[MATERIAL TO PROCESS Boundary: Start]
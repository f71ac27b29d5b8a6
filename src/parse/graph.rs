//! Execution graph: dense-index adjacency over the plugin graph.
//!
//! Node ids are resolved to arena indices once; generation then walks
//! indices only. Built once per compile call and never mutated afterwards.

use std::collections::HashMap;

use petgraph::graph::DiGraph;

use super::types::{PluginEdge, PluginNode};

/// One adjacency entry: neighbor index plus the handle tag of the edge.
#[derive(Debug, Clone, PartialEq, Eq)]
pub struct Link {
    pub node: usize,
    pub handle: Option<String>,
}

#[derive(Debug, Clone)]
pub struct GraphEntry<'a> {
    pub node: &'a PluginNode,
    /// Outgoing edges in input order, tagged with the source handle.
    pub next: Vec<Link>,
    /// Incoming edges in input order, tagged with the target handle.
    pub previous: Vec<Link>,
}

pub struct ExecutionGraph<'a> {
    entries: Vec<GraphEntry<'a>>,
    index: HashMap<&'a str, usize>,
}

impl<'a> ExecutionGraph<'a> {
    /// Edges whose endpoints are unknown are ignored. When ids repeat, the
    /// first node with that id wins.
    pub fn build(nodes: &'a [PluginNode], edges: &'a [PluginEdge]) -> Self {
        let mut entries = Vec::with_capacity(nodes.len());
        let mut index = HashMap::with_capacity(nodes.len());

        for node in nodes {
            let id = node.id().as_str();
            if index.contains_key(id) {
                continue;
            }
            index.insert(id, entries.len());
            entries.push(GraphEntry {
                node,
                next: Vec::new(),
                previous: Vec::new(),
            });
        }

        for edge in edges {
            let (Some(&s), Some(&t)) = (
                index.get(edge.source.as_str()),
                index.get(edge.target.as_str()),
            ) else {
                continue;
            };
            entries[s].next.push(Link {
                node: t,
                handle: edge.source_handle.clone(),
            });
            entries[t].previous.push(Link {
                node: s,
                handle: edge.target_handle.clone(),
            });
        }

        ExecutionGraph { entries, index }
    }

    pub fn len(&self) -> usize {
        self.entries.len()
    }

    pub fn is_empty(&self) -> bool {
        self.entries.is_empty()
    }

    pub fn index_of(&self, id: &str) -> Option<usize> {
        self.index.get(id).copied()
    }

    pub fn entry(&self, idx: usize) -> &GraphEntry<'a> {
        &self.entries[idx]
    }

    pub fn get(&self, id: &str) -> Option<&GraphEntry<'a>> {
        self.index_of(id).map(|idx| &self.entries[idx])
    }

    pub fn entries(&self) -> impl Iterator<Item = (usize, &GraphEntry<'a>)> {
        self.entries.iter().enumerate()
    }

    pub fn trigger(&self) -> Option<usize> {
        self.entries.iter().position(|e| e.node.is_trigger())
    }

    pub fn triggers(&self) -> impl Iterator<Item = usize> + '_ {
        self.entries
            .iter()
            .enumerate()
            .filter(|(_, e)| e.node.is_trigger())
            .map(|(i, _)| i)
    }

    /// Successors reached through edges tagged `handle`.
    pub fn next_with_handle(&self, idx: usize, handle: &str) -> impl Iterator<Item = usize> + '_ {
        let handle = handle.to_string();
        self.entries[idx]
            .next
            .iter()
            .filter(move |l| l.handle.as_deref() == Some(handle.as_str()))
            .map(|l| l.node)
    }

    pub fn outgoing_count(&self, id: &str) -> usize {
        self.get(id).map_or(0, |e| e.next.len())
    }

    pub fn incoming_count(&self, id: &str) -> usize {
        self.get(id).map_or(0, |e| e.previous.len())
    }

    /// The routing graph as a petgraph `DiGraph`, node weights are arena
    /// indices. Used by the complexity checks.
    pub fn routing_graph(&self) -> DiGraph<usize, ()> {
        let mut graph = DiGraph::with_capacity(self.entries.len(), 0);
        let nodes: Vec<_> = (0..self.entries.len()).map(|i| graph.add_node(i)).collect();
        for (i, entry) in self.entries.iter().enumerate() {
            for link in &entry.next {
                graph.add_edge(nodes[i], nodes[link.node], ());
            }
        }
        graph
    }
}
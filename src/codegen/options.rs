//! Command options derived from `user_input` variables.
//!
//! Hosts register these as slash-command parameters so the values can be
//! read back with `interaction.options.get(name)`.

use std::collections::HashSet;

use serde::{Deserialize, Serialize};

use crate::parse::node_config::VariableSource;
use crate::parse::types::PluginNode;

#[derive(Debug, Clone, PartialEq, Eq, Serialize, Deserialize)]
pub struct CommandOption {
    pub name: String,
    pub description: String,
    pub required: bool,
}

/// Options in node order; the first node declaring a name wins.
pub fn extract_options(nodes: &[PluginNode]) -> Vec<CommandOption> {
    let mut seen = HashSet::new();
    nodes
        .iter()
        .filter_map(|node| match node {
            PluginNode::Variable(v) if v.data.config.variable_type == VariableSource::UserInput => {
                Some(v)
            }
            _ => None,
        })
        .filter(|v| !v.data.config.name.trim().is_empty())
        .filter(|v| seen.insert(v.data.config.name.trim().to_string()))
        .map(|v| {
            let cfg = &v.data.config;
            let description = cfg
                .description
                .as_deref()
                .filter(|d| !d.trim().is_empty())
                .unwrap_or(v.data.label.as_str())
                .to_string();
            CommandOption {
                name: cfg.name.trim().to_string(),
                description,
                required: cfg.required,
            }
        })
        .collect()
}
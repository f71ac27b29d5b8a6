pub mod codegen;
pub mod error;
pub mod limits;
pub mod parse;
pub mod plugin;
pub mod registry;
pub mod store;
pub mod validate;
pub mod wasm;

pub use codegen::Compiler;
pub use error::{CompilerError, Phase};
pub use limits::Limits;
pub use plugin::{CompiledPlugin, TriggerDescriptor, compile_plugin};
pub use registry::PluginRegistry;
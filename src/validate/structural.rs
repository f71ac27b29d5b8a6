//! Graph-level structural validation rules (V001–V006).

use std::collections::HashSet;

use crate::error::CompilerError;
use crate::parse::types::{PluginEdge, PluginNode};

/// Trigger, response and connectivity rules. Returns all errors found.
pub fn validate_structural(nodes: &[PluginNode], edges: &[PluginEdge]) -> Vec<CompilerError> {
    let mut errors = Vec::new();

    v001_exactly_one_trigger(nodes, &mut errors);
    v002_at_least_one_response(nodes, &mut errors);
    v003_all_connected(nodes, edges, &mut errors);

    errors
}

/// Edge and id sanity rules. Kept apart from `validate_structural` because
/// the execution graph tolerates dangling edges and repeated ids; the full
/// pipeline still reports them.
pub fn validate_integrity(nodes: &[PluginNode], edges: &[PluginEdge]) -> Vec<CompilerError> {
    let mut errors = Vec::new();

    v004_edges_reference_existing_nodes(nodes, edges, &mut errors);
    v005_no_self_loops(edges, &mut errors);
    v006_unique_node_ids(nodes, &mut errors);

    errors
}

fn v001_exactly_one_trigger(nodes: &[PluginNode], errors: &mut Vec<CompilerError>) {
    let trigger_count = nodes.iter().filter(|n| n.is_trigger()).count();
    if trigger_count == 0 {
        errors.push(CompilerError::validate(
            "V001",
            "Plugin must have exactly one trigger node",
            None,
        ));
    } else if trigger_count > 1 {
        errors.push(CompilerError::validate(
            "V001",
            format!(
                "Plugin can only have one trigger node (found {})",
                trigger_count
            ),
            None,
        ));
    }
}

fn v002_at_least_one_response(nodes: &[PluginNode], errors: &mut Vec<CompilerError>) {
    if !nodes.iter().any(|n| n.is_response()) {
        errors.push(CompilerError::validate(
            "V002",
            "Plugin must have at least one response node",
            None,
        ));
    }
}

fn v003_all_connected(nodes: &[PluginNode], edges: &[PluginEdge], errors: &mut Vec<CompilerError>) {
    let connected: HashSet<&str> = edges
        .iter()
        .flat_map(|e| [e.source.as_str(), e.target.as_str()])
        .collect();

    for node in nodes {
        if node.is_trigger() {
            continue;
        }
        if !connected.contains(node.id().as_str()) {
            errors.push(CompilerError::validate(
                "V003",
                format!("Node '{}' is not connected", node.id()),
                Some(node.id().to_string()),
            ));
        }
    }
}

fn v004_edges_reference_existing_nodes(
    nodes: &[PluginNode],
    edges: &[PluginEdge],
    errors: &mut Vec<CompilerError>,
) {
    let known: HashSet<&str> = nodes.iter().map(|n| n.id().as_str()).collect();
    for edge in edges {
        if !known.contains(edge.source.as_str()) {
            errors.push(CompilerError::validate(
                "V004",
                format!(
                    "Edge '{}' references unknown source node '{}'",
                    edge.id, edge.source
                ),
                None,
            ));
        }
        if !known.contains(edge.target.as_str()) {
            errors.push(CompilerError::validate(
                "V004",
                format!(
                    "Edge '{}' references unknown target node '{}'",
                    edge.id, edge.target
                ),
                None,
            ));
        }
    }
}

fn v005_no_self_loops(edges: &[PluginEdge], errors: &mut Vec<CompilerError>) {
    for edge in edges {
        if edge.source == edge.target {
            errors.push(CompilerError::validate(
                "V005",
                format!("Self-loop detected on node '{}'", edge.source),
                Some(edge.source.clone()),
            ));
        }
    }
}

fn v006_unique_node_ids(nodes: &[PluginNode], errors: &mut Vec<CompilerError>) {
    let mut seen = HashSet::new();
    let mut reported = HashSet::new();
    for node in nodes {
        let id = node.id().as_str();
        if !seen.insert(id) && reported.insert(id) {
            errors.push(CompilerError::validate(
                "V006",
                format!("Duplicate node id '{}'", id),
                Some(id.to_string()),
            ));
        }
    }
}
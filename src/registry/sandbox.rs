//! Static denylist scan applied to compiled bodies before registration.
//!
//! This is a textual check, not a capability sandbox. The generator only
//! emits from closed templates with escaped user text; the gate is the last
//! check on bodies that may have come from elsewhere.

use once_cell::sync::Lazy;
use regex::Regex;

#[derive(Debug, Clone, Copy, PartialEq, Eq, Hash, thiserror::Error)]
pub enum SandboxViolation {
    #[error("module loading via require()")]
    Require,
    #[error("static module import")]
    Import,
    #[error("dynamic import()")]
    DynamicImport,
    #[error("process.exit")]
    ProcessExit,
    #[error("__dirname access")]
    Dirname,
    #[error("__filename access")]
    Filename,
    #[error("child_process access")]
    ChildProcess,
    #[error("eval()")]
    Eval,
    #[error("new Function()")]
    FunctionConstructor,
    #[error("assignment to a global")]
    GlobalAssignment,
}

const RULES: &[(SandboxViolation, &str)] = &[
    (SandboxViolation::Require, r"\brequire\s*\("),
    (SandboxViolation::Import, r"\bimport\s[^;\n]*\bfrom\b"),
    (SandboxViolation::DynamicImport, r"\bimport\s*\("),
    (SandboxViolation::ProcessExit, r"\bprocess\s*\.\s*exit\b"),
    (SandboxViolation::Dirname, r"__dirname"),
    (SandboxViolation::Filename, r"__filename"),
    (SandboxViolation::ChildProcess, r"child_process"),
    (SandboxViolation::Eval, r"\beval\s*\("),
    (SandboxViolation::FunctionConstructor, r"\bnew\s+Function\s*\("),
    (
        SandboxViolation::GlobalAssignment,
        r"\b(?:global|globalThis)\s*\.\s*[A-Za-z_$][\w$]*\s*=(?:[^=]|$)",
    ),
];

static DENYLIST: Lazy<Vec<(SandboxViolation, Regex)>> = Lazy::new(|| {
    RULES
        .iter()
        .map(|(violation, pattern)| {
            (
                *violation,
                Regex::new(pattern).expect("denylist patterns are valid"),
            )
        })
        .collect()
});

#[derive(Debug, Clone, Copy, Default)]
pub struct SandboxGate;

impl SandboxGate {
    pub fn new() -> Self {
        SandboxGate
    }

    /// The first denylisted pattern found in `body`, in rule order.
    pub fn scan(&self, body: &str) -> Result<(), SandboxViolation> {
        match DENYLIST.iter().find(|(_, re)| re.is_match(body)) {
            Some((violation, _)) => Err(*violation),
            None => Ok(()),
        }
    }

    /// Every denylisted pattern found in `body`.
    pub fn violations(&self, body: &str) -> Vec<SandboxViolation> {
        DENYLIST
            .iter()
            .filter(|(_, re)| re.is_match(body))
            .map(|(violation, _)| *violation)
            .collect()
    }
}
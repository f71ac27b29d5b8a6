//! Line-oriented output buffer for generated JavaScript.
//!
//! Two spaces per level. The nesting level is tracked exactly, but the
//! whitespace written for it is clamped to `max_indent` levels.

pub const DEFAULT_MAX_INDENT: usize = 50;

pub struct CodeWriter {
    buf: String,
    depth: usize,
    max_indent: usize,
}

impl CodeWriter {
    pub fn new() -> Self {
        Self::with_max_indent(DEFAULT_MAX_INDENT)
    }

    pub fn with_max_indent(max_indent: usize) -> Self {
        CodeWriter {
            buf: String::with_capacity(4096),
            depth: 0,
            max_indent,
        }
    }

    /// Write `text` on its own line at the current indentation.
    pub fn line(&mut self, text: &str) {
        for _ in 0..self.depth.min(self.max_indent) {
            self.buf.push_str("  ");
        }
        self.buf.push_str(text);
        self.buf.push('\n');
    }

    /// `header {`, or a bare `{` when `header` is empty; then nest.
    pub fn open(&mut self, header: &str) {
        if header.is_empty() {
            self.line("{");
        } else {
            self.line(&format!("{} {{", header));
        }
        self.depth += 1;
    }

    /// `} text {` at the enclosing level, staying nested
    /// (`} else {`, `} catch (error) {`).
    pub fn reopen(&mut self, text: &str) {
        self.depth = self.depth.saturating_sub(1);
        self.line(&format!("}} {} {{", text));
        self.depth += 1;
    }

    pub fn close(&mut self) {
        self.depth = self.depth.saturating_sub(1);
        self.line("}");
    }

    pub fn finish(self) -> String {
        self.buf
    }
}

impl Default for CodeWriter {
    fn default() -> Self {
        Self::new()
    }
}
//! Emitters for the non-branching node kinds that touch the runtime context:
//! trigger, response, variable, action, data, http_request, database, json.
//!
//! Every emitter returns statements only; traversal into successors is the
//! generator's job.

use serde_json::Value;

use super::interpolate::{interpolate, interpolate_value, js_string, var_ref};
use super::json_path::{emit_path_access, parse_json_path};
use super::stmt::Stmt;
use crate::limits::Limits;
use crate::parse::node_config::*;
use crate::parse::types::{NodeBase, NodeId};
use crate::store::StoreOp;

// Runtime context accessors. Command triggers carry an `interaction`,
// message triggers a `message`; exactly one of the two is set.
pub(super) const USER: &str = "(interaction?.user ?? message?.author)";
pub(super) const MEMBER: &str = "(interaction?.member ?? message?.member)";
pub(super) const CHANNEL: &str = "(interaction?.channel ?? message?.channel)";
pub(super) const GUILD: &str = "(interaction?.guild ?? message?.guild)";

/// `variables["name_error"] = error?.message ?? String(error);`
pub(super) fn record_error(name: &str) -> Stmt {
    Stmt::line(format!(
        "{} = error?.message ?? String(error);",
        var_ref(&format!("{}_error", name))
    ))
}

/// The configured output name, or one derived from the node id.
pub(super) fn output_name(configured: &str, id: &NodeId, suffix: &str) -> String {
    let configured = configured.trim();
    if configured.is_empty() {
        format!("{}_{}", id.ident(), suffix)
    } else {
        configured.to_string()
    }
}

pub fn emit_trigger(node: &NodeBase<TriggerConfig>) -> Vec<Stmt> {
    let cfg = &node.data.config;
    let value = match cfg.trigger_type {
        TriggerKind::Command => cfg.command.as_deref(),
        TriggerKind::Event => cfg.event.as_deref(),
        TriggerKind::Message => cfg.pattern.as_deref(),
    }
    .unwrap_or(node.data.label.as_str());
    vec![Stmt::line(format!(
        "console.log({});",
        js_string(&format!("[plugin] {} trigger: {}", cfg.trigger_type, value))
    ))]
}

pub fn emit_response(node: &NodeBase<ResponseConfig>) -> Vec<Stmt> {
    let cfg = &node.data.config;
    let content = interpolate(&cfg.message);
    if cfg.ephemeral {
        vec![Stmt::line(format!(
            "pendingResponse = {{ content: {}, ephemeral: true }};",
            content
        ))]
    } else {
        vec![Stmt::line(format!("pendingResponse = {};", content))]
    }
}

pub fn emit_variable(node: &NodeBase<VariableConfig>) -> Vec<Stmt> {
    let cfg = &node.data.config;
    let name = output_name(&cfg.name, &node.id, "value");
    let value = match cfg.variable_type {
        VariableSource::UserInput => {
            let fallback = if cfg.value.is_empty() {
                "message?.content ?? null".to_string()
            } else {
                interpolate_value(&cfg.value)
            };
            format!(
                "interaction?.options?.get({})?.value ?? {}",
                js_string(&name),
                fallback
            )
        }
        VariableSource::UserName => format!("{}?.username ?? null", USER),
        VariableSource::UserId => format!("{}?.id ?? null", USER),
        VariableSource::ChannelId => format!("{}?.id ?? null", CHANNEL),
        VariableSource::GuildId => format!("{}?.id ?? null", GUILD),
        VariableSource::Timestamp => "Date.now()".to_string(),
        VariableSource::RandomNumber => random_between(cfg.min, cfg.max),
        VariableSource::String => interpolate(&cfg.value),
        VariableSource::Literal => literal(&cfg.value),
    };
    vec![Stmt::line(format!("{} = {};", var_ref(&name), value))]
}

/// Uniform integer in `[min, max]`; bounds default to 0..=100 and are
/// swapped when reversed.
fn random_between(min: Option<i64>, max: Option<i64>) -> String {
    let (mut lo, mut hi) = (min.unwrap_or(0), max.unwrap_or(100));
    if lo > hi {
        std::mem::swap(&mut lo, &mut hi);
    }
    let span = i128::from(hi) - i128::from(lo) + 1;
    format!("Math.floor(Math.random() * {}) + {}", span, lo)
}

/// Numbers, booleans and null keep their type; everything else is a string.
fn literal(value: &str) -> String {
    match serde_json::from_str::<Value>(value.trim()) {
        Ok(v @ (Value::Number(_) | Value::Bool(_) | Value::Null)) => v.to_string(),
        _ => js_string(value),
    }
}

pub fn emit_action(node: &NodeBase<ActionConfig>, limits: &Limits) -> Vec<Stmt> {
    match &node.data.config {
        ActionConfig::Log { message } => {
            vec![Stmt::line(format!("console.log({});", interpolate(message)))]
        }
        ActionConfig::Wait { duration } => {
            let ms = match duration.trim().parse::<f64>() {
                Ok(n) if n.is_finite() => (n.max(0.0) as u64).min(limits.max_wait_ms).to_string(),
                _ => format!(
                    "Math.min(Math.max(Number({}) || 0, 0), {})",
                    interpolate_value(duration),
                    limits.max_wait_ms
                ),
            };
            vec![Stmt::line(format!(
                "await new Promise((done) => setTimeout(done, {}));",
                ms
            ))]
        }
        ActionConfig::SetState { key, value } => vec![Stmt::line(format!(
            "await store.set({}, {});",
            interpolate(key),
            interpolate_value(value)
        ))],
    }
}

pub fn emit_data(node: &NodeBase<DataConfig>) -> Vec<Stmt> {
    let cfg = &node.data.config;
    let name = output_name(&cfg.variable_name, &node.id, "data");
    let value = match cfg.data_type {
        DataSource::ServerName => format!("{}?.name ?? null", GUILD),
        DataSource::ChannelName => format!("{}?.name ?? null", CHANNEL),
        DataSource::Timestamp => "new Date().toISOString()".to_string(),
        DataSource::MemberCount => format!("{}?.memberCount ?? 0", GUILD),
    };
    vec![Stmt::line(format!("{} = {};", var_ref(&name), value))]
}

pub fn emit_http_request(node: &NodeBase<HttpRequestConfig>) -> Vec<Stmt> {
    let cfg = &node.data.config;
    let name = output_name(&cfg.variable_name, &node.id, "response");

    let mut init = vec![format!("method: {}", js_string(cfg.method.as_str()))];
    if !cfg.headers.is_empty() {
        let headers: Vec<String> = cfg
            .headers
            .iter()
            .map(|(k, v)| format!("{}: {}", js_string(k), interpolate(v)))
            .collect();
        init.push(format!("headers: {{ {} }}", headers.join(", ")));
    }
    if let Some(body) = cfg.body.as_deref().filter(|_| cfg.method.allows_body()) {
        init.push(format!("body: {}", interpolate(body)));
    }

    vec![Stmt::try_catch(
        vec![
            Stmt::line(format!(
                "const response = await fetch({}, {{ {} }});",
                interpolate(&cfg.url),
                init.join(", ")
            )),
            Stmt::line(format!(
                "{} = response.status;",
                var_ref(&format!("{}_status", name))
            )),
            Stmt::line(format!(
                "{} = await response.json().catch(() => null);",
                var_ref(&name)
            )),
        ],
        vec![
            Stmt::line(format!(
                "console.error({}, error);",
                js_string(&format!("[plugin] http_request '{}' failed:", node.id))
            )),
            record_error(&name),
        ],
    )]
}

pub fn emit_database(node: &NodeBase<DatabaseConfig>) -> Vec<Stmt> {
    let cfg = &node.data.config;
    let output = cfg.output_variable.as_deref().unwrap_or_default();
    let name = output_name(output, &node.id, "result");

    let mut args = vec![interpolate(&cfg.key)];
    if cfg.operation.takes_value() {
        args.push(interpolate_value(&cfg.value));
    }
    let call = format!("await store.{}({})", cfg.operation.method(), args.join(", "));
    let body = if cfg.operation.has_result() {
        let call = match cfg.operation {
            StoreOp::Get => format!("({}) ?? null", call),
            _ => call,
        };
        Stmt::line(format!("{} = {};", var_ref(&name), call))
    } else {
        Stmt::line(format!("{};", call))
    };

    vec![Stmt::try_catch(vec![body], vec![record_error(&name)])]
}

pub fn emit_json(node: &NodeBase<JsonConfig>, limits: &Limits) -> Vec<Stmt> {
    let cfg = &node.data.config;
    let input = var_ref(&cfg.input_variable);
    let name = output_name(&cfg.output_variable, &node.id, "json");
    let output = var_ref(&name);

    match cfg.operation {
        JsonOp::Parse => vec![Stmt::try_catch(
            vec![Stmt::line(format!(
                "{} = typeof {} === \"string\" ? JSON.parse({}) : {};",
                output, input, input, input
            ))],
            vec![Stmt::line(format!("{} = null;", output)), record_error(&name)],
        )],
        JsonOp::Stringify => {
            let indent = if cfg.pretty { ", null, 2" } else { "" };
            vec![Stmt::line(format!(
                "{} = JSON.stringify({}{});",
                output, input, indent
            ))]
        }
        JsonOp::Extract => {
            let steps = parse_json_path(&cfg.path, limits.max_json_path_length);
            vec![Stmt::line(format!(
                "{} = {};",
                output,
                emit_path_access(&input, &steps)
            ))]
        }
    }
}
[MATERIAL TO PROCESS Boundary: End]
# WHAT NEEDS TO BE DONE
Exact copies of the lines from the start of the data up to the line holding "pub struct ExecutionGraph<'a>", both included, are all that is needed.

# REPLY TO THE EXERCISE
repository f71ac27b29d5b8a6
filename src/parse/graph.rs
//! Execution graph: dense-index adjacency over the plugin graph.
//!
//! Node ids are resolved to arena indices once; generation then walks
//! indices only. Built once per compile call and never mutated afterwards.

use std::collections::HashMap;

use petgraph::graph::DiGraph;

use super::types::{PluginEdge, PluginNode};

/// One adjacency entry: neighbor index plus the handle tag of the edge.
#[derive(Debug, Clone, PartialEq, Eq)]
pub struct Link {
    pub node: usize,
    pub handle: Option<String>,
}

#[derive(Debug, Clone)]
pub struct GraphEntry<'a> {
    pub node: &'a PluginNode,
    /// Outgoing edges in input order, tagged with the source handle.
    pub next: Vec<Link>,
    /// Incoming edges in input order, tagged with the target handle.
    pub previous: Vec<Link>,
}

pub struct ExecutionGraph<'a> {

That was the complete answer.